- WORK TO COMPLETE: Copy every line of the entries that includes the word "response".

(Collected data)
++++++++++

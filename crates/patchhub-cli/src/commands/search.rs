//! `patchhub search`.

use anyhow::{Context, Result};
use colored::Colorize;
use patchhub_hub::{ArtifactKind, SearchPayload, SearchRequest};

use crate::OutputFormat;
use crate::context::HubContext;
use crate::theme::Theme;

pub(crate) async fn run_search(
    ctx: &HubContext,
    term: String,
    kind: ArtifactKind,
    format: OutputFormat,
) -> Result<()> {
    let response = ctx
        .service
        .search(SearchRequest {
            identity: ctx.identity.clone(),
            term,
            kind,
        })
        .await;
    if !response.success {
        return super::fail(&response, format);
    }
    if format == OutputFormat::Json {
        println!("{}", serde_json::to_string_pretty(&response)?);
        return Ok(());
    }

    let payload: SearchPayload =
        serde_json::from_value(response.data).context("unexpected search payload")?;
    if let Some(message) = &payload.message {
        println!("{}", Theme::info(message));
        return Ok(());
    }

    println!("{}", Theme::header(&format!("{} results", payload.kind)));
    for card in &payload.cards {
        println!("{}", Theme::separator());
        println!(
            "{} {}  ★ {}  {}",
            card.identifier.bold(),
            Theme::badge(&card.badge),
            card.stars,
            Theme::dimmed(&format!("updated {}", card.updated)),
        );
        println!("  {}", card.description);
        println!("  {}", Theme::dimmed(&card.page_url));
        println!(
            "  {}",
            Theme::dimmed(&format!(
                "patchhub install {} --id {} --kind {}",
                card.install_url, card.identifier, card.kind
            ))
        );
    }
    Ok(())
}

++++++++++

- TASK ANSWER:
    let response = ctx
    if !response.success {
        return super::fail(&response, format);
        println!("{}", serde_json::to_string_pretty(&response)?);
        serde_json::from_value(response.data).context("unexpected search payload")?;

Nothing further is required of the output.